### WORK TO BE COMPLETED
Word for word, retype the first line of the records and every following line through the one containing "use super::Tokenizer;".

### SOURCE MATERIAL
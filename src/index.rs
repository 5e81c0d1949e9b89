//! In-memory inverted index.
//!
//! The index stores one trie over all indexed terms; each trie node that
//! ends a stored term carries the head of a singly linked posting list. Both
//! structures live in append-only arenas and link to each other by arena
//! index, so traversal follows the classic child/sibling/next pointer shape
//! without owning-pointer cycles.

pub mod inverted_index;
pub mod posting;
pub mod trie;
pub mod types;

pub use inverted_index::{DocEntry, IndexStats, InvertedIndex};
pub use posting::{Posting, PostingArena, PostingId};
pub use trie::{NodeId, Trie, TrieNode};
pub use types::{DocId, FieldStatistics};
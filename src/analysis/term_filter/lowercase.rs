//! Lowercase filter implementation.

use crate::analysis::term_filter::TermFilter;

/// A filter that converts term text to lowercase.
///
/// Essential for case-insensitive search. ASCII-only terms take a fast path;
/// everything else goes through full Unicode lowercasing.
#[derive(Clone, Debug, Default)]
pub struct LowercaseFilter;

impl LowercaseFilter {
    /// Create a new lowercase filter.
    pub fn new() -> Self {
        LowercaseFilter
    }
}

impl TermFilter for LowercaseFilter {
    fn apply(&self, term: &str) -> String {
        if term.is_ascii() {
            term.to_ascii_lowercase()
        } else {
            term.to_lowercase()
        }
    }

    fn name(&self) -> &'static str {
        "lowercase"
    }
}

#[cfg(test)]
mod tests {
    use super::*;

    #[test]
    fn test_lowercase_filter() {
        let filter = LowercaseFilter::new();

        assert_eq!(filter.apply("Hello"), "hello");
        assert_eq!(filter.apply("WORLD"), "world");
        assert_eq!(filter.apply("already"), "already");
    }

    #[test]
    fn test_lowercase_filter_unicode() {
        let filter = LowercaseFilter::new();

        assert_eq!(filter.apply("CAFÉ"), "café");
        assert_eq!(filter.apply("ÜBER"), "über");
    }

    #[test]
    fn test_filter_name() {
        assert_eq!(LowercaseFilter::new().name(), "lowercase");
    }
}
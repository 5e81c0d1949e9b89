//! Regex-based tokenizer implementation.

use std::sync::Arc;

use regex::Regex;

use super::Tokenizer;
use crate::analysis::token::{Token, TokenStream};
use crate::error::{KopisError, Result};

/// A regex-based tokenizer that extracts tokens using regular expressions.
///
/// The default pattern `r"\w+"` matches sequences of word characters, which
/// strips punctuation while keeping alphanumeric runs intact.
#[derive(Clone, Debug)]
pub struct RegexTokenizer {
    /// The regex pattern used to extract tokens
    pattern: Arc<Regex>,
}

impl RegexTokenizer {
    /// Create a new regex tokenizer with the default pattern.
    pub fn new() -> Result<Self> {
        Self::with_pattern(r"\w+")
    }

    /// Create a new regex tokenizer with a custom pattern.
    pub fn with_pattern(pattern: &str) -> Result<Self> {
        let regex = Regex::new(pattern)
            .map_err(|e| KopisError::analysis(format!("Invalid regex pattern: {e}")))?;

        Ok(RegexTokenizer {
            pattern: Arc::new(regex),
        })
    }

    /// Get the regex pattern used by this tokenizer.
    pub fn pattern(&self) -> &str {
        self.pattern.as_str()
    }
}

impl Tokenizer for RegexTokenizer {
    fn tokenize(&self, text: &str) -> Result<TokenStream> {
        let tokens: Vec<Token> = self
            .pattern
            .find_iter(text)
            .enumerate()
            .map(|(position, m)| Token::new(m.as_str(), position))
            .collect();

        Ok(Box::new(tokens.into_iter()))
    }

    fn name(&self) -> &'static str {
        "regex"
    }
}
//! Posting lists for the inverted index.
//!
//! A posting records that one document contains a given term, with one
//! term-frequency count per field. Postings for the same term form a singly
//! linked list headed at the term's trie node; list order carries no
//! guarantee (insertion prepends).

use crate::index::types::DocId;

/// Index of a posting in the posting arena.
pub type PostingId = u32;

/// One entry in a term's posting list.
#[derive(Debug, Clone)]
pub struct Posting {
    /// The document containing the term.
    pub doc_id: DocId,

    /// Term-frequency counts, one per field, aligned with the index's
    /// field statistics.
    pub freqs: Vec<u32>,

    /// Next posting for the same term, if any.
    pub next: Option<PostingId>,
}

/// Append-only arena holding every posting of the index.
///
/// Unlinking a posting from its list leaves the arena slot in place; slots
/// are only reclaimed by rebuilding the index.
#[derive(Debug, Default)]
pub struct PostingArena {
    postings: Vec<Posting>,
}

impl PostingArena {
    /// Create a new empty arena.
    pub fn new() -> Self {
        PostingArena {
            postings: Vec::new(),
        }
    }

    /// Append a posting and return its id.
    pub fn push(&mut self, posting: Posting) -> PostingId {
        let id = self.postings.len() as PostingId;
        self.postings.push(posting);
        id
    }

    /// Get a shared reference to a posting.
    pub fn get(&self, id: PostingId) -> &Posting {
        &self.postings[id as usize]
    }

    /// Get a mutable reference to a posting.
    pub fn get_mut(&mut self, id: PostingId) -> &mut Posting {
        &mut self.postings[id as usize]
    }

    /// Number of postings ever allocated, including unlinked ones.
    pub fn len(&self) -> usize {
        self.postings.len()
    }

    /// Check whether the arena is empty.
    pub fn is_empty(&self) -> bool {
        self.postings.is_empty()
    }
}
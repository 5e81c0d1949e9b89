//! Error types for the Kopis library.
//!
//! All errors are represented by the [`KopisError`] enum, which provides
//! detailed information about what went wrong.
//!
//! # Examples
//!
//! ```
//! use kopis::error::{KopisError, Result};
//!
//! fn example_operation() -> Result<()> {
//!     // Return an error
//!     Err(KopisError::invalid_argument("Invalid input"))
//! }
//!
//! match example_operation() {
//!     Ok(_) => println!("Success"),
//!     Err(e) => eprintln!("Error: {}", e),
//! }
//! ```

use std::io;

use anyhow;
use thiserror::Error;

/// The main error type for Kopis operations.
///
/// This enum represents all possible errors that can occur in the Kopis
/// library. It uses the `thiserror` crate for automatic `Error` trait
/// implementation and provides convenient constructor methods for creating
/// specific error types.
#[derive(Error, Debug)]
pub enum KopisError {
    /// I/O errors (file operations, etc.)
    #[error("I/O error: {0}")]
    Io(#[from] io::Error),

    /// Index-related errors
    #[error("Index error: {0}")]
    Index(String),

    /// Analysis-related errors (tokenization, filtering, etc.)
    #[error("Analysis error: {0}")]
    Analysis(String),

    /// Query-related errors
    #[error("Query error: {0}")]
    Query(String),

    /// JSON serialization/deserialization errors
    #[error("JSON error: {0}")]
    Json(#[from] serde_json::Error),

    /// Generic error for other cases
    #[error("Error: {0}")]
    Other(String),

    /// Generic anyhow error
    #[error("Anyhow error: {0}")]
    Anyhow(#[from] anyhow::Error),
}

/// Result type alias for operations that may fail with KopisError.
pub type Result<T> = std::result::Result<T, KopisError>;

impl KopisError {
    /// Create a new index error.
    pub fn index<S: Into<String>>(msg: S) -> Self {
        KopisError::Index(msg.into())
    }

    /// Create a new analysis error.
    pub fn analysis<S: Into<String>>(msg: S) -> Self {
        KopisError::Analysis(msg.into())
    }

    /// Create a new query error.
    pub fn query<S: Into<String>>(msg: S) -> Self {
        KopisError::Query(msg.into())
    }

    /// Create a new generic error.
    pub fn other<S: Into<String>>(msg: S) -> Self {
        KopisError::Other(msg.into())
    }

    /// Create a new invalid argument error.
    pub fn invalid_argument<S: Into<String>>(msg: S) -> Self {
        KopisError::Other(format!("Invalid argument: {}", msg.into()))
    }
}
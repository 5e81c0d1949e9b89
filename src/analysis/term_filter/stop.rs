//! Stop filter implementation.
//!
//! This module provides a filter that discards common words (stop words)
//! that typically don't contribute to search relevance. Includes a default
//! English stop word list, with support for custom word lists.
//!
//! # Examples
//!
//! ```
//! use kopis::analysis::term_filter::TermFilter;
//! use kopis::analysis::term_filter::stop::StopFilter;
//!
//! let filter = StopFilter::new(); // Uses default English stop words
//!
//! // "the" is discarded as a stop word
//! assert_eq!(filter.apply("the"), "");
//! assert_eq!(filter.apply("quick"), "quick");
//! ```

use ahash::AHashSet;

use crate::analysis::term_filter::TermFilter;

/// Default English stop words list.
///
/// Common English words that are typically filtered out during indexing.
const DEFAULT_ENGLISH_STOP_WORDS: &[&str] = &[
    "a", "an", "and", "are", "as", "at", "be", "but", "by", "for", "if", "in", "into", "is", "it",
    "no", "not", "of", "on", "or", "such", "that", "the", "their", "then", "there", "these",
    "they", "this", "to", "was", "will", "with",
];

/// A filter that discards stop words.
#[derive(Clone, Debug)]
pub struct StopFilter {
    /// The set of words to discard.
    words: AHashSet<String>,
}

impl StopFilter {
    /// Create a new stop filter with the default English stop word list.
    pub fn new() -> Self {
        Self::from_words(DEFAULT_ENGLISH_STOP_WORDS.iter().copied())
    }

    /// Create a new stop filter from a custom word list.
    pub fn from_words<I, S>(words: I) -> Self
    where
        I: IntoIterator<Item = S>,
        S: Into<String>,
    {
        StopFilter {
            words: words.into_iter().map(Into::into).collect(),
        }
    }

    /// Check whether a word is in the stop list.
    pub fn is_stop_word(&self, word: &str) -> bool {
        self.words.contains(word)
    }

    /// Number of words in the stop list.
    pub fn len(&self) -> usize {
        self.words.len()
    }

    /// Check whether the stop list is empty.
    pub fn is_empty(&self) -> bool {
        self.words.is_empty()
    }
}

impl Default for StopFilter {
    fn default() -> Self {
        Self::new()
    }
}

impl TermFilter for StopFilter {
    fn apply(&self, term: &str) -> String {
        if self.words.contains(term) {
            String::new()
        } else {
            term.to_string()
        }
    }

    fn name(&self) -> &'static str {
        "stop"
    }
}

#[cfg(test)]
mod tests {
    use super::*;

    #[test]
    fn test_stop_filter_default_words() {
        let filter = StopFilter::new();

        assert_eq!(filter.apply("the"), "");
        assert_eq!(filter.apply("and"), "");
        assert_eq!(filter.apply("quick"), "quick");
        assert_eq!(filter.apply("brown"), "brown");
    }

    #[test]
    fn test_stop_filter_custom_words() {
        let filter = StopFilter::from_words(["foo", "bar"]);

        assert_eq!(filter.apply("foo"), "");
        assert_eq!(filter.apply("bar"), "");
        assert_eq!(filter.apply("the"), "the");
        assert_eq!(filter.len(), 2);
    }

    #[test]
    fn test_stop_filter_is_case_sensitive() {
        // Stop matching happens after lowercasing in a typical chain
        let filter = StopFilter::new();

        assert!(filter.is_stop_word("the"));
        assert!(!filter.is_stop_word("The"));
    }

    #[test]
    fn test_filter_name() {
        assert_eq!(StopFilter::new().name(), "stop");
    }
}
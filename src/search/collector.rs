//! Result collection and ordering.

use std::cmp::Ordering;

use ahash::AHashMap;
use serde::{Deserialize, Serialize};

use crate::index::types::DocId;

/// One ranked search result.
#[derive(Debug, Clone, PartialEq, Serialize, Deserialize)]
pub struct SearchHit {
    /// The matching document.
    pub doc_id: DocId,

    /// Aggregate relevance score, strictly positive.
    pub score: f64,
}

/// Drain aggregated scores into a ranked result list.
///
/// Documents are ordered by descending score; equal scores tie-break on
/// ascending document id so results are deterministic. Only documents with
/// a strictly positive score are returned. `max_docs` caps the list length
/// when set.
pub fn collect_hits(totals: AHashMap<DocId, f64>, max_docs: Option<usize>) -> Vec<SearchHit> {
    let mut hits: Vec<SearchHit> = totals
        .into_iter()
        .filter(|&(_, score)| score > 0.0)
        .map(|(doc_id, score)| SearchHit { doc_id, score })
        .collect();

    hits.sort_by(|a, b| {
        b.score
            .partial_cmp(&a.score)
            .unwrap_or(Ordering::Equal)
            .then_with(|| a.doc_id.cmp(&b.doc_id))
    });

    if let Some(limit) = max_docs {
        hits.truncate(limit);
    }

    hits
}
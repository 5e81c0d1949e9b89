//! Text analysis pipeline.
//!
//! Queries and documents pass through the same two-stage pipeline before
//! they reach the index: a [`tokenizer::Tokenizer`] splits raw text into
//! tokens, and a [`term_filter::TermFilter`] normalizes each token's text
//! (or discards it entirely, e.g. for stop words).

pub mod term_filter;
pub mod token;
pub mod tokenizer;
//! Prefix expansion over the term trie.

use crate::index::trie::{NodeId, Trie};

/// Expand a prefix into every stored term extending it.
///
/// Locates the node for the exact prefix, then walks its subtree in
/// preorder, emitting each node that has a posting head together with the
/// accumulated term string. A missing prefix yields an empty result.
///
/// The exact prefix, when stored, is always emitted first because a node is
/// visited before its descendants. Beyond that, output order follows the
/// child/sibling structure as built by the index and is not sorted.
///
/// Liveness of the postings is not verified here; an expansion whose
/// postings are all stale is weeded out by the scanner.
pub fn expand_prefix(trie: &Trie, prefix: &str) -> Vec<(String, NodeId)> {
    let Some(start) = trie.lookup(prefix) else {
        return Vec::new();
    };

    let mut expansions = Vec::new();
    let mut term = String::from(prefix);
    collect(trie, start, &mut term, &mut expansions);
    expansions
}

fn collect(trie: &Trie, node: NodeId, term: &mut String, out: &mut Vec<(String, NodeId)>) {
    if trie.node(node).posting_head.is_some() {
        out.push((term.clone(), node));
    }

    let mut child = trie.node(node).first_child;
    while let Some(id) = child {
        let node = trie.node(id);
        term.push(node.code);
        collect(trie, id, term, out);
        term.pop();
        child = node.next_sibling;
    }
}
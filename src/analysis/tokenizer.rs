//! Tokenizer implementations for text analysis.
//!
//! This module provides various tokenization strategies for breaking text
//! into tokens. Tokenizers are the first step in the text analysis pipeline,
//! responsible for splitting input text into meaningful units (tokens).
//!
//! # Available Tokenizers
//!
//! - [`whitespace::WhitespaceTokenizer`] - Splits on whitespace characters
//! - [`unicode_word::UnicodeWordTokenizer`] - Uses Unicode word boundaries
//! - [`regex::RegexTokenizer`] - Custom regex-based tokenization
//!
//! # Examples
//!
//! ```
//! use kopis::analysis::tokenizer::Tokenizer;
//! use kopis::analysis::tokenizer::whitespace::WhitespaceTokenizer;
//!
//! let tokenizer = WhitespaceTokenizer::new();
//! let tokens: Vec<_> = tokenizer.tokenize("Hello world").unwrap().collect();
//! assert_eq!(tokens.len(), 2);
//! ```

use crate::analysis::token::TokenStream;
use crate::error::Result;

/// Trait for tokenizers that convert text into tokens.
///
/// All tokenizers must implement this trait to be used in the analysis
/// pipeline. The trait requires `Send + Sync` to allow use in concurrent
/// contexts.
///
/// # Examples
///
/// Implementing a custom tokenizer:
///
/// ```
/// use kopis::analysis::token::{Token, TokenStream};
/// use kopis::analysis::tokenizer::Tokenizer;
/// use kopis::error::Result;
///
/// struct CommaTokenizer;
///
/// impl Tokenizer for CommaTokenizer {
///     fn tokenize(&self, text: &str) -> Result<TokenStream> {
///         let tokens: Vec<Token> = text
///             .split(',')
///             .enumerate()
///             .map(|(i, s)| Token::new(s.trim(), i))
///             .collect();
///         Ok(Box::new(tokens.into_iter()))
///     }
///
///     fn name(&self) -> &'static str {
///         "comma"
///     }
/// }
/// ```
pub trait Tokenizer: Send + Sync {
    /// Tokenize the given text into a stream of tokens.
    fn tokenize(&self, text: &str) -> Result<TokenStream>;

    /// Get the name of this tokenizer (for debugging and configuration).
    fn name(&self) -> &'static str;
}

// Individual tokenizer modules
pub mod regex;
pub mod unicode_word;
pub mod whitespace;
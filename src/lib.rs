//! # Kopis
//!
//! A prefix-expanding BM25 search library for Rust.
//!
//! ## Features
//!
//! - Pure Rust implementation
//! - In-memory trie-shaped inverted index
//! - Prefix expansion of query terms
//! - BM25 scoring with per-field boosting
//! - Lazy compaction of deleted documents during search
//! - Flexible text analysis pipeline

pub mod analysis;
pub mod engine;
pub mod error;
pub mod index;
pub mod search;

// Version information
pub const VERSION: &str = env!("CARGO_PKG_VERSION");
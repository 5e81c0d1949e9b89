//! Arena-allocated term trie.
//!
//! Each node represents one character extending its parent's prefix. Nodes
//! link to their first child and to their next sibling (the next node at
//! the same depth under the same parent), and optionally point at the head
//! of a posting list when the prefix ending at the node is a stored term.
//!
//! A node with no posting head may still have children: longer terms exist
//! as extensions of a prefix that no document contains verbatim.

use crate::index::posting::PostingId;

/// Index of a node in the trie arena.
pub type NodeId = u32;

/// One node of the term trie.
#[derive(Debug, Clone)]
pub struct TrieNode {
    /// The character this node contributes to the prefix.
    pub code: char,

    /// First child node, if any.
    pub first_child: Option<NodeId>,

    /// Next sibling node under the same parent, if any.
    pub next_sibling: Option<NodeId>,

    /// Head of the posting list for the exact term ending here.
    ///
    /// `None` means no document contains this exact term.
    pub posting_head: Option<PostingId>,
}

impl TrieNode {
    fn new(code: char) -> Self {
        TrieNode {
            code,
            first_child: None,
            next_sibling: None,
            posting_head: None,
        }
    }
}

/// A trie over all indexed terms, stored in a flat arena.
///
/// The arena is append-only; node 0 is the root and carries no character.
#[derive(Debug)]
pub struct Trie {
    /// Node arena. `nodes[0]` is the root.
    nodes: Vec<TrieNode>,
}

impl Trie {
    /// Create a new trie containing only the root node.
    pub fn new() -> Self {
        Trie {
            nodes: vec![TrieNode::new('\0')],
        }
    }

    /// Get the root node id.
    pub fn root(&self) -> NodeId {
        0
    }

    /// Get a shared reference to a node.
    pub fn node(&self, id: NodeId) -> &TrieNode {
        &self.nodes[id as usize]
    }

    /// Get a mutable reference to a node.
    pub fn node_mut(&mut self, id: NodeId) -> &mut TrieNode {
        &mut self.nodes[id as usize]
    }

    /// Number of nodes in the arena, including the root.
    pub fn len(&self) -> usize {
        self.nodes.len()
    }

    /// Check whether the trie holds any term nodes besides the root.
    pub fn is_empty(&self) -> bool {
        self.nodes.len() == 1
    }

    /// Find the child of `parent` carrying `code`, walking the sibling chain.
    fn child_with_code(&self, parent: NodeId, code: char) -> Option<NodeId> {
        let mut current = self.node(parent).first_child;
        while let Some(id) = current {
            let node = self.node(id);
            if node.code == code {
                return Some(id);
            }
            current = node.next_sibling;
        }
        None
    }

    /// Locate the node for the exact string `term`.
    ///
    /// Returns `None` if any character along the path is absent. The
    /// returned node may or may not have a posting head.
    pub fn lookup(&self, term: &str) -> Option<NodeId> {
        let mut current = self.root();
        for code in term.chars() {
            current = self.child_with_code(current, code)?;
        }
        Some(current)
    }

    /// Walk to the node for `term`, creating nodes as needed.
    ///
    /// New children are prepended to the parent's child list, so sibling
    /// order reflects insertion history, not any sorted order.
    pub fn insert(&mut self, term: &str) -> NodeId {
        let mut current = self.root();
        for code in term.chars() {
            current = match self.child_with_code(current, code) {
                Some(id) => id,
                None => {
                    let id = self.nodes.len() as NodeId;
                    let mut node = TrieNode::new(code);
                    node.next_sibling = self.node(current).first_child;
                    self.nodes.push(node);
                    self.node_mut(current).first_child = Some(id);
                    id
                }
            };
        }
        current
    }
}

impl Default for Trie {
    fn default() -> Self {
        Self::new()
    }
}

### OUTPUT FOR THIS TASK
filename src/index.rs
repository 5e81c0d1949e9b89
//! In-memory inverted index.
//!
//! The index stores one trie over all indexed terms; each trie node that
//! ends a stored term carries the head of a singly linked posting list. Both
//! structures live in append-only arenas and link to each other by arena
//! index, so traversal follows the classic child/sibling/next pointer shape
//! without owning-pointer cycles.

pub mod inverted_index;
pub mod posting;
pub mod trie;
pub mod types;

pub use inverted_index::{DocEntry, IndexStats, InvertedIndex};
pub use posting::{Posting, PostingArena, PostingId};
pub use trie::{NodeId, Trie, TrieNode};
pub use types::{DocId, FieldStatistics};
filename src/analysis/term_filter/lowercase.rs
//! Lowercase filter implementation.

use crate::analysis::term_filter::TermFilter;

/// A filter that converts term text to lowercase.
///
/// Essential for case-insensitive search. ASCII-only terms take a fast path;
/// everything else goes through full Unicode lowercasing.
#[derive(Clone, Debug, Default)]
pub struct LowercaseFilter;

impl LowercaseFilter {
    /// Create a new lowercase filter.
    pub fn new() -> Self {
        LowercaseFilter
    }
}

impl TermFilter for LowercaseFilter {
    fn apply(&self, term: &str) -> String {
        if term.is_ascii() {
            term.to_ascii_lowercase()
        } else {
            term.to_lowercase()
        }
    }

    fn name(&self) -> &'static str {
        "lowercase"
    }
}

#[cfg(test)]
mod tests {
    use super::*;

    #[test]
    fn test_lowercase_filter() {
        let filter = LowercaseFilter::new();

        assert_eq!(filter.apply("Hello"), "hello");
        assert_eq!(filter.apply("WORLD"), "world");
        assert_eq!(filter.apply("already"), "already");
    }

    #[test]
    fn test_lowercase_filter_unicode() {
        let filter = LowercaseFilter::new();

        assert_eq!(filter.apply("CAFÉ"), "café");
        assert_eq!(filter.apply("ÜBER"), "über");
    }

    #[test]
    fn test_filter_name() {
        assert_eq!(LowercaseFilter::new().name(), "lowercase");
    }
}
repository 5e81c0d1949e9b89
//! Regex-based tokenizer implementation.

use std::sync::Arc;

use regex::Regex;

use super::Tokenizer;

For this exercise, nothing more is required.